Some terror analysts note the Catch-22 associated with controlling jihadist messages on the Internet — they suggest that Western adherence to civil liberties, like freedom of expression, is preventing law enforcement types from choking off the lifeblood of these Web sites.
“They are successful because they use the legal system of the West and hide under it,” said Walid Phares, terrorism expert for the Foundation for the Defense of Democracies. "[They] use liberties to their advantage.”
Former House speaker Newt Gingrich, raised eyebrows recently when he suggested that such liberties might need to be re-examined against the threat of Internet jihad and the associated possibility of terror attacks against Americans.

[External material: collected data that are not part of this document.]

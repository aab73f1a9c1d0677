//! Evaluation grids for density curves.

const E10: f64 = 7.0710678118654755; // sqrt(50)
const E5: f64 = 3.1622776601683795; // sqrt(10)
const E2: f64 = std::f64::consts::SQRT_2;

/// `n` evenly spaced points from `start` to `stop` inclusive.
pub fn linspace(start: f64, stop: f64, n: usize) -> Vec<f64> {
    match n {
        0 => Vec::new(),
        1 => vec![start],
        _ => {
            let step = (stop - start) / (n - 1) as f64;
            (0..n)
                .map(|i| if i == n - 1 { stop } else { start + step * i as f64 })
                .collect()
        }
    }
}

/// Tick index range and increment. A negative increment means "divide by
/// `-inc`", which keeps sub-unit steps exact.
fn tick_spec(start: f64, stop: f64, count: f64) -> (f64, f64, f64) {
    let step = (stop - start) / count.max(0.0);
    let power = step.log10().floor();
    let error = step / 10f64.powf(power);
    let factor = if error >= E10 {
        10.0
    } else if error >= E5 {
        5.0
    } else if error >= E2 {
        2.0
    } else {
        1.0
    };
    let (mut i1, mut i2, inc);
    if power < 0.0 {
        let scale = 10f64.powf(-power) / factor;
        i1 = (start * scale).round();
        i2 = (stop * scale).round();
        if i1 / scale < start {
            i1 += 1.0;
        }
        if i2 / scale > stop {
            i2 -= 1.0;
        }
        inc = -scale;
    } else {
        let scale = 10f64.powf(power) * factor;
        i1 = (start / scale).round();
        i2 = (stop / scale).round();
        if i1 * scale < start {
            i1 += 1.0;
        }
        if i2 * scale > stop {
            i2 -= 1.0;
        }
        inc = scale;
    }
    if i2 < i1 && (0.5..2.0).contains(&count) {
        return tick_spec(start, stop, count * 2.0);
    }
    (i1, i2, inc)
}

/// Roughly `count` round-numbered ticks covering `[start, stop]`, matching
/// the d3 linear-scale `ticks` algorithm (steps of 1, 2 or 5 × 10ⁿ).
///
/// Ticks never fall outside the domain, so the endpoints are included only
/// when they are themselves round numbers.
pub fn nice_ticks(start: f64, stop: f64, count: usize) -> Vec<f64> {
    if count == 0 || !start.is_finite() || !stop.is_finite() {
        return Vec::new();
    }
    if start == stop {
        return vec![start];
    }
    let reverse = stop < start;
    let (lo, hi) = if reverse { (stop, start) } else { (start, stop) };
    let (i1, i2, inc) = tick_spec(lo, hi, count as f64);
    if !(i2 >= i1) {
        return Vec::new();
    }
    let n = (i2 - i1 + 1.0) as usize;
    let tick = |i: usize| {
        let index = i1 + i as f64;
        if inc < 0.0 {
            index / -inc
        } else {
            index * inc
        }
    };
    if reverse {
        (0..n).map(|i| tick(n - 1 - i)).collect()
    } else {
        (0..n).map(tick).collect()
    }
}
//! Monthly temperature series for the line and radar charts.

use co2_model::climate::{ClimateTable, MonthlyTemperatures};
use log::debug;
use serde::Serialize;

#[derive(Debug, Clone, PartialEq, Serialize)]
pub struct MonthlyYear {
    pub year: i32,
    #[serde(flatten)]
    pub temperatures: MonthlyTemperatures,
}

/// Selected years for one state plus the shared temperature scale.
#[derive(Debug, Clone, PartialEq, Serialize)]
pub struct MonthlySeries {
    pub state: String,
    /// Lowest monthly minimum and highest monthly maximum over the selected
    /// years; `None` when none of them has data.
    pub extent: Option<(f64, f64)>,
    pub years: Vec<MonthlyYear>,
}

/// Monthly readings for `years` of `state`, in the order given. Years
/// missing from the table are skipped.
pub fn monthly_series(table: &ClimateTable, state: &str, years: &[i32]) -> MonthlySeries {
    let selected: Vec<MonthlyYear> = years
        .iter()
        .filter_map(|year| {
            table.monthly(state, *year).map(|temperatures| MonthlyYear {
                year: *year,
                temperatures: temperatures.clone(),
            })
        })
        .collect();
    let extent = table.extent(state, years);
    debug!(
        "monthly_series: {} of {} years for {}",
        selected.len(),
        years.len(),
        state
    );
    MonthlySeries {
        state: state.to_string(),
        extent,
        years: selected,
    }
}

But Schwartz said the issue is more complicated than that. While sites inciting violence already violate U.S. law, indoctrination sites may be useful in terms of keeping an eye on what extremists are planning. The Zawahiri video is a case in point.
“My ability to know what is going on depends on my ability to monitor what is going on,” he said, noting that transparency seems like the best policy in order to spot a real terror threat creeping out of the shadows.

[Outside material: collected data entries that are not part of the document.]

//! Kernel density estimation for ridgeline plots.
//!
//! ```rust
//! use co2_data::grid::linspace;
//! use co2_data::kde::{kde, Epanechnikov};
//!
//! let estimator = kde(Epanechnikov::new(7.0).unwrap(), linspace(-10.0, 40.0, 50));
//! let curve = estimator.estimate(&[12.0, 15.5, 21.0]);
//! assert_eq!(curve.len(), 50);
//! ```

use thiserror::Error;

#[derive(Error, Debug, Clone, Copy, PartialEq)]
pub enum KdeError {
    #[error("kernel bandwidth must be a positive finite number, got {0}")]
    InvalidBandwidth(f64),
}

/// `(x, density)` pairs over an evaluation grid.
pub type DensityCurve = Vec<(f64, f64)>;

/// A smoothing kernel evaluated at the offset between a grid point and a sample.
pub trait Kernel {
    fn evaluate(&self, u: f64) -> f64;
}

/// Epanechnikov kernel: `0.75 * (1 - (u/k)²) / k` inside `|u/k| ≤ 1`, else 0.
#[derive(Debug, Clone, Copy, PartialEq)]
pub struct Epanechnikov {
    bandwidth: f64,
}

impl Epanechnikov {
    pub fn new(bandwidth: f64) -> Result<Self, KdeError> {
        if bandwidth.is_finite() && bandwidth > 0.0 {
            Ok(Epanechnikov { bandwidth })
        } else {
            Err(KdeError::InvalidBandwidth(bandwidth))
        }
    }

    pub fn bandwidth(&self) -> f64 {
        self.bandwidth
    }
}

impl Kernel for Epanechnikov {
    fn evaluate(&self, u: f64) -> f64 {
        let v = u / self.bandwidth;
        if v.abs() <= 1.0 {
            0.75 * (1.0 - v * v) / self.bandwidth
        } else {
            0.0
        }
    }
}

/// A kernel bound to a fixed evaluation grid.
#[derive(Debug, Clone)]
pub struct KernelDensityEstimator<K> {
    kernel: K,
    eval_points: Vec<f64>,
}

/// Bind `kernel` to `eval_points`; call [`KernelDensityEstimator::estimate`]
/// once per sample.
pub fn kde<K: Kernel>(kernel: K, eval_points: Vec<f64>) -> KernelDensityEstimator<K> {
    KernelDensityEstimator {
        kernel,
        eval_points,
    }
}

impl<K: Kernel> KernelDensityEstimator<K> {
    pub fn eval_points(&self) -> &[f64] {
        &self.eval_points
    }

    /// Mean kernel weight of `sample` at every grid point.
    ///
    /// Non-finite observations are ignored; an empty sample gives density 0
    /// everywhere.
    pub fn estimate(&self, sample: &[f64]) -> DensityCurve {
        let finite: Vec<f64> = sample.iter().copied().filter(|v| v.is_finite()).collect();
        self.eval_points
            .iter()
            .map(|&x| {
                if finite.is_empty() {
                    return (x, 0.0);
                }
                let total: f64 = finite.iter().map(|v| self.kernel.evaluate(x - v)).sum();
                (x, total / finite.len() as f64)
            })
            .collect()
    }
}

/// Highest density on a curve, 0 for an empty curve.
pub fn peak(curve: &[(f64, f64)]) -> f64 {
    curve.iter().map(|(_, d)| *d).fold(0.0, f64::max)
}

#[cfg(test)]
mod tests {
    use super::*;
    use crate::grid::linspace;

    #[test]
    fn test_kernel_shape() {
        let kernel = Epanechnikov::new(2.0).unwrap();
        assert_eq!(kernel.evaluate(0.0), 0.375);
        assert_eq!(kernel.evaluate(2.0), 0.0);
        assert_eq!(kernel.evaluate(-2.0), 0.0);
        assert_eq!(kernel.evaluate(3.0), 0.0);
        assert_eq!(kernel.evaluate(1.0), 0.75 * 0.75 / 2.0);
        assert_eq!(kernel.evaluate(1.0), kernel.evaluate(-1.0));
    }

    #[test]
    fn test_invalid_bandwidth() {
        assert_eq!(Epanechnikov::new(0.0), Err(KdeError::InvalidBandwidth(0.0)));
        assert!(Epanechnikov::new(-1.0).is_err());
        assert!(Epanechnikov::new(f64::INFINITY).is_err());
    }

    #[test]
    fn test_empty_sample_is_zero_density() {
        let points = linspace(0.0, 10.0, 50);
        let curve = kde(Epanechnikov::new(7.0).unwrap(), points.clone()).estimate(&[]);
        assert_eq!(curve.len(), points.len());
        assert!(curve.iter().all(|(_, d)| *d == 0.0));
        let xs: Vec<f64> = curve.iter().map(|(x, _)| *x).collect();
        assert_eq!(xs, points);
    }

    #[test]
    fn test_density_is_mean_of_kernels() {
        let estimator = kde(Epanechnikov::new(1.0).unwrap(), vec![0.0, 0.5, 5.0]);
        let curve = estimator.estimate(&[0.0, 1.0]);
        // at 0: (0.75 + 0) / 2
        assert_eq!(curve[0], (0.0, 0.375));
        // at 0.5: both samples half a bandwidth away
        assert_eq!(curve[1], (0.5, 0.75 * 0.75));
        assert_eq!(curve[2], (5.0, 0.0));
    }

    #[test]
    fn test_density_integrates_to_about_one() {
        let points = linspace(-20.0, 40.0, 601);
        let step = points[1] - points[0];
        let curve = kde(Epanechnikov::new(7.0).unwrap(), points).estimate(&[5.0, 10.0, 12.0, 20.0]);
        let area: f64 = curve.iter().map(|(_, d)| d * step).sum();
        assert!((area - 1.0).abs() < 1e-3, "area {area}");
    }

    #[test]
    fn test_non_finite_samples_ignored() {
        let estimator = kde(Epanechnikov::new(1.0).unwrap(), vec![0.0]);
        assert_eq!(estimator.estimate(&[0.0, f64::NAN]), vec![(0.0, 0.75)]);
        assert_eq!(estimator.estimate(&[f64::NAN]), vec![(0.0, 0.0)]);
    }

    #[test]
    fn test_peak() {
        assert_eq!(peak(&[(0.0, 0.1), (1.0, 0.4), (2.0, 0.2)]), 0.4);
        assert_eq!(peak(&[]), 0.0);
    }
}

Ulph, Phares and Schwartz also said the best way to combat cyber-radicalization is through a well-orchestrated, relentless propaganda machine on the other side, engaging the jihadists on a theological and cultural level and employing moderate Muslim scholars and activists willing to bully their way onto the Internet battlefield.
"We really need to get our acts together and martial the entire liberal movement in the Muslim community, plus the non-Muslim West, to starting chipping away" at the religious arguments for jihad, said Ulph.
He said weaknesses in their intellectual defenses, like the question of violence against other Muslims, could be exploited by aggressive, loud, publicity-grabbing moderate Muslims.
"What you want are bullies -- a clever media response from people who are of the right age group, not camera-shy and proactive," he said.
But others say they are doubtful. Michael Scheuer, a former CIA analyst who headed the counterterrorism unit dedicated to tracking Usama bin Laden in the 1990s, said anti-terror forces cannot win by fighting radicals on a theological level because the so-called moderate and liberal Muslims are more wary of U.S. influence in the Muslim world than they are of extremists in their ranks.
"The reality is, liberals, moderates and conservatives in the Muslim world all hate our foreign policy" and no amount of counter-propaganda is going to curb the spread and popularity of these Web sites, said Scheuer. "You can argue religion all you want … but as long as the argument is the Americans are still occupying Iraq, well, it's hard to discredit that argument."
Phares countered that jihad was growing long before the Sept. 11, 2001, terror attacks and it is wrong to think it is all about U.S. foreign policy.
"This is a very old ideology with objectives much wider than the specific goals of U.S. policy in the region. Just the opposite, a U.S. policy that supports democracy and freedom in the region is the only rational response to the rise of the terrorist ideologies," he said.
While calling the extremist Web sites "dangerous and very hard to combat," Abbas Kadhim, an assistant professor of Islamic Studies at the Naval Postgraduate School in California, said the United States has so far failed in its pledge to help democratize the region. Continued oppression in Saudi Arabia and Egypt, two U.S. allies, are examples of that. This status quo has only served to encourage extremist rhetoric while dissuading sought-after moderates.
"The reason for not being on top of this war in cyber space is the same reason the U.S is not winning the war of ideas on Al Jazeera and other media," Kadhim said. "It's about not being able to compete in terms of popularity in the Middle East. People see the inconsistencies in policy and they see rhetoric not matched by action."